The text that turns into your program is called the source code of your program and is of high value to someone reverse engineering it. It is the highest level representation of what your program does, and if you're a responsible programmer, it even contains comments kindly explaining your thought process. If the reverse engineer has that, then that's pretty much half of their job done already. In most cases, however, this is not reality. The source code of a program is rarely released with the published program itself, but you will learn that through some clever techniques, we will a lot of the time be able to reconstruct a pretty damn good approximation. But in most of those cases, it will be a rough approximation. Gibberish variable names, weird-looking program flow, and zero comments. This is why it is absolutely essential that you know how to program with fairly low-level concepts as if it was the back of your hand. The code you get back will be a pain to understand, and if you already have a hard time understanding documented source code, this will be nearly impossible. But I digress. Back to what a compiler does.

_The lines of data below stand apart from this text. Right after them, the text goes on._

/// Read-only snapshot of scheduler state handed to handlers.
#[derive(Debug, Clone, Default)]
pub struct ExecutionView {
    pub iteration_counts: HashMap<String, u32>,
    pub skip_reasons: HashMap<String, SkipReason>,
    pub outputs: HashMap<String, Value>,
}

/// Tracks run state for one execution of one compiled diagram.
pub struct Scheduler {
    diagram: Arc<ExecutableDiagram>,
    runs: HashMap<String, NodeRun>,
    /// Edge ids that close a cycle in the compiled graph
    back_edges: HashSet<String>,
    /// Currently gated edge ids
    gated_edges: HashSet<String>,
    /// condition node → edges it gated on its last commit
    gates_by_condition: HashMap<String, Vec<String>>,
    /// condition node → nodes it branch-skipped on its last commit
    skips_by_condition: HashMap<String, Vec<String>>,
    /// Dispatch priority from the parallel-group metadata
    group_priority: HashMap<String, usize>,
}

impl Scheduler {
    pub fn new(diagram: Arc<ExecutableDiagram>) -> Self {
        let back_edges = find_back_edges(&diagram);
        let mut group_priority = HashMap::new();
        for (index, group) in diagram.metadata.parallel_groups.iter().enumerate() {
            for node in group {
                group_priority.entry(node.clone()).or_insert(index);
            }
        }
        let runs = diagram
            .nodes
            .iter()
            .map(|n| (n.id().to_string(), NodeRun::default()))
            .collect();
        Self {
            diagram,
            runs,
            back_edges,
            gated_edges: HashSet::new(),
            gates_by_condition: HashMap::new(),
            skips_by_condition: HashMap::new(),
            group_priority,
        }
    }

    /// Compute this tick's decisions, excluding in-flight nodes.
    pub fn tick(&self, inflight: &HashSet<String>) -> TickDecisions {
        let mut decisions = TickDecisions::default();

        for node in &self.diagram.nodes {
            let id = node.id();
            if inflight.contains(id) {
                continue;
            }
            let run = &self.runs[id];
            if run.status != RunStatus::Idle {
                continue;
            }
            if !self.join_ready(id) {
                continue;
            }
            if let Some(cap) = node.max_iteration() {
                if run.iterations >= cap {
                    decisions
                        .skips
                        .push((id.to_string(), SkipReason::MaxIterations));
                    continue;
                }
            }
            decisions.dispatch.push(id.to_string());
        }

        decisions.dispatch.sort_by(|a, b| {
            let pa = self.group_priority.get(a).copied().unwrap_or(usize::MAX);
            let pb = self.group_priority.get(b).copied().unwrap_or(usize::MAX);
            pa.cmp(&pb).then_with(|| a.cmp(b))
        });
        decisions.skips.sort_by(|a, b| a.0.cmp(&b.0));
        decisions
    }

    /// Join policy + freshness evaluation for a single node.
    fn join_ready(&self, node_id: &str) -> bool {
        let node = match self.diagram.get_node(node_id) {
            Some(node) => node,
            None => return false,
        };
        let my = &self.runs[node_id];

        let live_edges: Vec<_> = self
            .diagram
            .incoming_edges(node_id)
            .filter(|e| !self.gated_edges.contains(&e.id))
            .collect();

        // Source nodes (start nodes in practice) run exactly once.
        if self.diagram.incoming_edges(node_id).next().is_none() {
            return my.deliveries == 0;
        }
        if live_edges.is_empty() {
            return false;
        }

        let edge_state = |edge: &&crate::diagram::ExecutableEdge| {
            let src = &self.runs[edge.source_node_id.as_str()];
            let is_back = self.back_edges.contains(&edge.id);
            let skipped_terminal = matches!(src.status, RunStatus::Skipped(_));
            let fresh = if is_back {
                my.deliveries > 0 && src.deliveries >= my.deliveries
            } else {
                src.deliveries > my.deliveries
            };
            let satisfied = if skipped_terminal {
                true
            } else if is_back {
                my.deliveries == 0 || src.deliveries >= my.deliveries
            } else {
                src.deliveries >= 1
            };
            (satisfied, fresh, skipped_terminal)
        };

        match node.join_policy() {
            JoinPolicy::Any => live_edges.iter().any(|e| edge_state(e).1),
            JoinPolicy::All => {
                let states: Vec<_> = live_edges.iter().map(edge_state).collect();
                let all_satisfied = states.iter().all(|s| s.0);
                let any_fresh = states.iter().any(|s| s.1);
                let all_skipped = states.iter().all(|s| s.2);
                all_satisfied && (any_fresh || (all_skipped && my.deliveries == 0))
            }
        }
    }

    /// Mark a node as dispatched.
    pub fn mark_running(&mut self, node_id: &str) {
        if let Some(run) = self.runs.get_mut(node_id) {
            run.status = RunStatus::Running;
        }
    }

    /// Commit a successful completion, returning the skip settlements
    /// the commit triggered so the caller can record and publish them.
    ///
    /// Two kinds of settlements can ride on a commit: the node itself
    /// settles as `max_iterations` when this completion exhausted its
    /// cap (the completion already delivered the passthrough value), and
    /// for condition nodes `condition_result` gates the non-taken branch
    /// into `branch_not_taken` skips.
    pub fn mark_completed(
        &mut self,
        node_id: &str,
        output: Value,
        condition_result: Option<bool>,
    ) -> Vec<(String, SkipReason)> {
        let mut settlements = Vec::new();

        let cap = self
            .diagram
            .get_node(node_id)
            .and_then(|n| n.max_iteration());
        if let Some(run) = self.runs.get_mut(node_id) {
            run.status = RunStatus::Idle;
            run.iterations += 1;
            run.deliveries += 1;
            run.last_output = Some(output);
            if let Some(cap) = cap {
                if run.iterations >= cap {
                    // Exhausted: settle now so detect_max_iterations
                    // conditions observe the skip. The completion above
                    // already counted as the delivery.
                    run.status = RunStatus::Skipped(SkipReason::MaxIterations);
                    settlements.push((node_id.to_string(), SkipReason::MaxIterations));
                }
            }
        }

        if let Some(result) = condition_result {
            for skipped in self.apply_branch_gate(node_id, result) {
                settlements.push((skipped, SkipReason::BranchNotTaken));
            }
        }
        settlements
    }

    /// Settle a node as skipped. A handler-requested skip is a
    /// passthrough: the node's previous output becomes visible as a
    /// fresh delivery for downstream consumers.
    pub fn mark_skipped(&mut self, node_id: &str, reason: SkipReason) {
        if let Some(run) = self.runs.get_mut(node_id) {
            run.status = RunStatus::Skipped(reason);
            if reason == SkipReason::HandlerRequested {
                run.deliveries += 1;
            }
        }
    }

    /// Settle a node as failed. Under continue-on-error the caller also
    /// cascades `upstream_failed` skips via [`cascade_upstream_failure`].
    pub fn mark_failed(&mut self, node_id: &str) {
        if let Some(run) = self.runs.get_mut(node_id) {
            run.status = RunStatus::Failed;
        }
    }

    /// Skip every descendant whose only live inbound paths run through
    /// `failed_node`. Returns the nodes skipped, in cascade order.
    pub fn cascade_upstream_failure(&mut self, failed_node: &str) -> Vec<String> {
        let mut dead: HashSet<String> = HashSet::new();
        dead.insert(failed_node.to_string());
        let skipped = self.cascade_from(&dead);
        for node in &skipped {
            if let Some(run) = self.runs.get_mut(node) {
                run.status = RunStatus::Skipped(SkipReason::UpstreamFailed);
            }
        }
        skipped
    }

    /// Gate the non-taken branch of a condition node and cascade
    /// `branch_not_taken` skips, returning the nodes skipped. Clears the
    /// condition's previous gates first so each iteration re-evaluates
    /// both branches.
    fn apply_branch_gate(&mut self, condition_id: &str, result: bool) -> Vec<String> {
        // Un-gate the previous iteration.
        if let Some(edges) = self.gates_by_condition.remove(condition_id) {
            for edge in edges {
                self.gated_edges.remove(&edge);
            }
        }
        if let Some(nodes) = self.skips_by_condition.remove(condition_id) {
            for node in nodes {
                if let Some(run) = self.runs.get_mut(&node) {
                    if run.status == RunStatus::Skipped(SkipReason::BranchNotTaken) {
                        run.status = RunStatus::Idle;
                    }
                }
            }
        }

        let not_taken = if result {
            HandleLabel::Condfalse
        } else {
            HandleLabel::Condtrue
        };
        let gated: Vec<String> = self
            .diagram
            .outgoing_edges(condition_id)
            .filter(|e| e.source_output == not_taken)
            .map(|e| e.id.clone())
            .collect();
        for edge in &gated {
            self.gated_edges.insert(edge.clone());
        }
        self.gates_by_condition
            .insert(condition_id.to_string(), gated);

        let dead: HashSet<String> = HashSet::new();
        let skipped = self.cascade_from(&dead);
        for node in &skipped {
            if let Some(run) = self.runs.get_mut(node) {
                run.status = RunStatus::Skipped(SkipReason::BranchNotTaken);
            }
        }
        self.skips_by_condition
            .insert(condition_id.to_string(), skipped.clone());
        skipped
    }

    /// Nodes whose every inbound edge is gated, comes from `dead`
    /// sources, or comes from a node collected earlier in this cascade.
    fn cascade_from(&self, dead: &HashSet<String>) -> Vec<String> {
        let mut collected: Vec<String> = Vec::new();
        let mut collected_set: HashSet<String> = HashSet::new();
        loop {
            let mut changed = false;
            for node in &self.diagram.nodes {
                let id = node.id();
                if collected_set.contains(id) || dead.contains(id) {
                    continue;
                }
                let run = &self.runs[id];
                if run.status == RunStatus::Running
                    || run.status == RunStatus::Failed
                    || matches!(run.status, RunStatus::Skipped(r) if r != SkipReason::BranchNotTaken)
                {
                    continue;
                }
                let mut edges = self.diagram.incoming_edges(id).peekable();
                if edges.peek().is_none() {
                    continue;
                }
                let all_cut = edges.all(|e| {
                    self.gated_edges.contains(&e.id)
                        || dead.contains(e.source_node_id.as_str())
                        || collected_set.contains(e.source_node_id.as_str())
                });
                if all_cut {
                    collected.push(id.to_string());
                    collected_set.insert(id.to_string());
                    changed = true;
                }
            }
            if !changed {
                break;
            }
        }
        collected
    }

    /// Last output a node delivered, if any.
    pub fn output_of(&self, node_id: &str) -> Option<&Value> {
        self.runs.get(node_id).and_then(|r| r.last_output.as_ref())
    }

    /// Completed iteration count of a node.
    pub fn iterations_of(&self, node_id: &str) -> u32 {
        self.runs.get(node_id).map(|r| r.iterations).unwrap_or(0)
    }

    /// Whether any node failed.
    pub fn any_failed(&self) -> bool {
        self.runs.values().any(|r| r.status == RunStatus::Failed)
    }

    /// Whether the edge is currently gated.
    pub fn is_gated(&self, edge_id: &str) -> bool {
        self.gated_edges.contains(edge_id)
    }

    /// Snapshot for handler context.
    pub fn view(&self) -> ExecutionView {
        let mut view = ExecutionView::default();
        for (id, run) in &self.runs {
            view.iteration_counts.insert(id.clone(), run.iterations);
            if let RunStatus::Skipped(reason) = run.status {
                view.skip_reasons.insert(id.clone(), reason);
            }
            if let Some(output) = &run.last_output {
                view.outputs.insert(id.clone(), output.clone());
            }
        }
        view
    }
}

At its most basic level, a compiler takes in your source code, does some optimizations because it knows more about speed and less about how shiny and cool code looks than you do, and then spits out some form of low-level instructions for the executor to read. If you're working with a native language, languages such as C, C++, Rust, etc. then the instructions the compiler will spit out are machine instructions. These are the commands that your CPU will directly read in and execute. The fastest, most low-level, possible form of instructions for your system. When your CPU reads them, they are in an array of unreadable bytes to humans, so we usually represent them through what's called assembly language. This is nothing but a text representation of the machine instructions, and in many cases will be the best thing you'll get when reverse engineering something. The problem is that compilers are good at what they do. They destroy your precious source into something as fast as you allow it.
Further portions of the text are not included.